• **Work instructions**:
Set down word for word the lines that begin the entries and run through the line containing "an exact-name group's". Give nothing further.

◇ ◇ ◇ ◇

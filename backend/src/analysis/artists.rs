//! Artist analysis: duplicate slugs, names, similar names and integrity.
//!
//! Slug and exact-name groups are always reported. A normalized-name group
//! is dropped when its key is the normalized form of an exact-name group's
//! key, or when its members are exactly those of an exact-name group, so
//! the same names are never reported twice.

use std::collections::HashSet;

use super::grouper::find_duplicates;
use super::integrity::check_artists;
use super::key_of;
use super::normalize::{exact_name_key, normalize, normalized_key};
use super::severity::MatchType;
use crate::config::AnalysisConfig;
use crate::models::{Artist, EntityKind};
use crate::report::{ArtistReport, DuplicateGroup, Totals};

pub fn analyze_artists(artists: &[Artist], config: &AnalysisConfig) -> ArtistReport {
    let locale = config.primary_locale.as_str();

    let duplicates_by_slug = to_groups(
        find_duplicates(artists.iter(), |a| key_of(&a.record.slug)),
        MatchType::ExactSlug,
    );

    let exact_names = find_duplicates(artists.iter(), |a| {
        a.record.name(locale).and_then(exact_name_key)
    });
    let covered = ExactNameCover::new(&exact_names);
    let duplicates_by_name = to_groups(exact_names, MatchType::ExactName);

    let similar: Vec<_> = find_duplicates(artists.iter(), |a| {
        a.record.name(locale).and_then(normalized_key)
    })
    .into_iter()
    .filter(|(key, members)| !covered.covers(key, members))
    .collect();
    let similar_names = to_groups(similar, MatchType::NormalizedName);

    let integrity_issues = check_artists(artists, config);

    let totals = Totals::tally(
        &[&duplicates_by_slug[..], &duplicates_by_name[..], &similar_names[..]],
        &integrity_issues,
    );

    ArtistReport {
        total_integrity_issues: integrity_issues.len(),
        duplicates_by_slug,
        duplicates_by_name,
        similar_names,
        integrity_issues,
        totals,
    }
}

/// What the exact-name groups already report.
struct ExactNameCover {
    /// Normalized form of every exact-name key
    keys: HashSet<String>,
    /// Sorted member ids of every exact-name group
    members: HashSet<Vec<String>>,
}

impl ExactNameCover {
    fn new(groups: &[(String, Vec<&Artist>)]) -> Self {
        Self {
            keys: groups.iter().map(|(key, _)| normalize(key)).collect(),
            members: groups.iter().map(|(_, members)| member_ids(members)).collect(),
        }
    }

    fn covers(&self, normalized_key: &str, members: &[&Artist]) -> bool {
        self.keys.contains(normalized_key) || self.members.contains(&member_ids(members))
    }
}

fn member_ids(members: &[&Artist]) -> Vec<String> {
    let mut ids: Vec<String> = members.iter().map(|a| a.record.id.clone()).collect();
    ids.sort();
    ids
}

fn to_groups(groups: Vec<(String, Vec<&Artist>)>, match_type: MatchType) -> Vec<DuplicateGroup<Artist>> {
    groups
        .into_iter()
        .map(|(key, members)| {
            DuplicateGroup::classified(
                EntityKind::Artist,
                match_type,
                key,
                members.into_iter().cloned().collect(),
                true,
            )
        })
        .collect()
}

#[cfg(test)]
mod tests {
    use super::*;
    use crate::analysis::severity::Severity;
    use crate::models::{CatalogRecord, LocalizedText};
    use chrono::Utc;

    fn artist(id: &str, slug: &str, name: &str) -> Artist {
        Artist {
            record: CatalogRecord {
                id: id.into(),
                slug: slug.into(),
                created_at: Utc::now(),
                names: vec![LocalizedText::new("fr", name)],
            },
            has_photo: true,
            bios: vec![LocalizedText::new("fr", "Bio"), LocalizedText::new("en", "Bio")],
            external_link_count: 1,
        }
    }

    #[test]
    fn test_accent_variants_are_similar_not_exact() {
        let artists = vec![
            artist("1", "cafe-noir", "Café Noir"),
            artist("2", "cafe-noir-2", "Cafe Noir"),
        ];
        let report = analyze_artists(&artists, &AnalysisConfig::default());

        assert!(report.duplicates_by_slug.is_empty());
        assert!(report.duplicates_by_name.is_empty());
        assert_eq!(report.similar_names.len(), 1);

        let group = &report.similar_names[0];
        assert_eq!(group.match_type, MatchType::NormalizedName);
        assert_eq!(group.severity, Severity::Info);
        assert_eq!(group.identifier, "cafe noir");
    }

    #[test]
    fn test_exact_name_suppresses_identical_similar_group() {
        let artists = vec![
            artist("1", "cafe-noir", "Café Noir"),
            artist("2", "cafe-noir-bis", "café noir"),
        ];
        let report = analyze_artists(&artists, &AnalysisConfig::default());

        assert_eq!(report.duplicates_by_name.len(), 1);
        assert_eq!(report.duplicates_by_name[0].severity, Severity::Warning);
        assert!(report.similar_names.is_empty());
        assert_eq!(report.totals.total_duplicates, 2);
    }

    #[test]
    fn test_similar_group_dropped_when_key_has_exact_group() {
        let artists = vec![
            artist("1", "a", "Noir"),
            artist("2", "b", "noir"),
            artist("3", "c", "Noir!"),
        ];
        let report = analyze_artists(&artists, &AnalysisConfig::default());

        assert_eq!(report.duplicates_by_name.len(), 1);
        assert_eq!(report.duplicates_by_name[0].identifier, "noir");
        assert_eq!(report.duplicates_by_name[0].members.len(), 2);
        assert!(report.similar_names.is_empty());
        assert_eq!(report.totals.total_duplicates, 2);
        assert_eq!(report.totals.total_warnings, 1);
        assert_eq!(report.totals.total_info, 0);
    }

    #[test]
    fn test_similar_group_kept_for_other_keys() {
        let artists = vec![
            artist("1", "a", "Noir"),
            artist("2", "b", "noir"),
            artist("3", "c", "Élan"),
            artist("4", "d", "Elan"),
        ];
        let report = analyze_artists(&artists, &AnalysisConfig::default());

        assert_eq!(report.duplicates_by_name.len(), 1);
        assert_eq!(report.similar_names.len(), 1);
        assert_eq!(report.similar_names[0].identifier, "elan");
    }

    #[test]
    fn test_same_slug_and_name_reported_by_both() {
        let artists = vec![artist("1", "noir", "Noir"), artist("2", "noir", "Noir")];
        let report = analyze_artists(&artists, &AnalysisConfig::default());

        assert_eq!(report.duplicates_by_slug.len(), 1);
        assert_eq!(report.duplicates_by_slug[0].severity, Severity::Error);
        assert_eq!(report.duplicates_by_name.len(), 1);
        assert_eq!(report.duplicates_by_name[0].severity, Severity::Warning);
        assert!(report.similar_names.is_empty());
        assert_eq!(report.totals.total_errors, 1);
        assert_eq!(report.totals.total_warnings, 1);
        assert_eq!(report.totals.total_duplicates, 4);
    }

    #[test]
    fn test_nameless_artists_are_skipped() {
        let mut a = artist("1", "x", "");
        let mut b = artist("2", "y", "");
        a.record.names = vec![LocalizedText::empty("fr")];
        b.record.names.clear();
        let report = analyze_artists(&[a, b], &AnalysisConfig::default());

        assert!(report.duplicates_by_name.is_empty());
        assert!(report.similar_names.is_empty());
    }

    #[test]
    fn test_integrity_issues_counted() {
        let mut a = artist("1", "x", "X");
        a.bios = vec![LocalizedText::new("fr", ""), LocalizedText::new("en", "hello")];
        a.has_photo = false;
        a.external_link_count = 0;
        let report = analyze_artists(&[a], &AnalysisConfig::default());

        assert_eq!(report.total_integrity_issues, 3);
        assert_eq!(report.totals.total_warnings, 2);
        assert_eq!(report.totals.total_info, 1);
        assert_eq!(report.totals.total_duplicates, 0);
    }
}
//! Route definitions for the `/movies` resource.

use axum::routing::get;
use axum::Router;

use crate::handlers::movie;
use crate::state::AppState;

/// Movie routes mounted at `/movies`.
///
/// ```text
/// GET    /          -> list
/// POST   /          -> create (admin)
/// GET    /search    -> search
/// GET    /{id}      -> get_by_id
/// PUT    /{id}      -> update (admin)
/// DELETE /{id}      -> delete (admin)
/// ```
pub fn router() -> Router<AppState> {
    Router::new()
        .route("/", get(movie::list).post(movie::create))
        .route("/search", get(movie::search))
        .route(
            "/{id}",
            get(movie::get_by_id)
                .put(movie::update)
                .delete(movie::delete),
        )
}
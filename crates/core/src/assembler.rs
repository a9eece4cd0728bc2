//! Response envelope for listing and search results.

use serde::Serialize;

use crate::movie::MovieRecord;
use crate::pagination::total_pages;

/// Pagination metadata. `total_movies` is the match count when searching.
#[derive(Debug, Clone, PartialEq, Eq, Serialize)]
#[serde(rename_all = "camelCase")]
pub struct Pagination {
    pub current_page: u32,
    pub total_pages: u32,
    pub total_movies: u64,
}

impl Pagination {
    pub fn new(current_page: u32, total: u64, page_size: u32) -> Self {
        Self {
            current_page,
            total_pages: total_pages(total, page_size),
            total_movies: total,
        }
    }

    /// Safe defaults reported alongside a failure.
    pub fn fallback(current_page: u32) -> Self {
        Self {
            current_page,
            total_pages: 1,
            total_movies: 0,
        }
    }
}

/// `{ success, data, pagination }` returned by listing and search.
#[derive(Debug, Clone, Serialize)]
pub struct MoviePage {
    pub success: bool,
    pub data: Vec<MovieRecord>,
    pub pagination: Pagination,
}

/// Combine one page of records with its metadata.
pub fn assemble(records: Vec<MovieRecord>, total: u64, page: u32, page_size: u32) -> MoviePage {
    MoviePage {
        success: true,
        data: records,
        pagination: Pagination::new(page, total, page_size),
    }
}
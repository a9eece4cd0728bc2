//! Authentication primitives for the admin gate.
//!
//! - [`password`] -- Argon2id verification of the admin password.
//! - [`jwt`] -- session token generation and validation.
//! - [`cookie`] -- reading and writing the `auth_token` cookie.

pub mod cookie;
pub mod jwt;
pub mod password;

◇ ◇ ◇ ◇

• **Exercise output**:
filename backend/src/analysis/artists.rs
//! Artist analysis: duplicate slugs, names, similar names and integrity.
//!
//! Slug and exact-name groups are always reported. A normalized-name group
//! is dropped when its key is the normalized form of an exact-name group's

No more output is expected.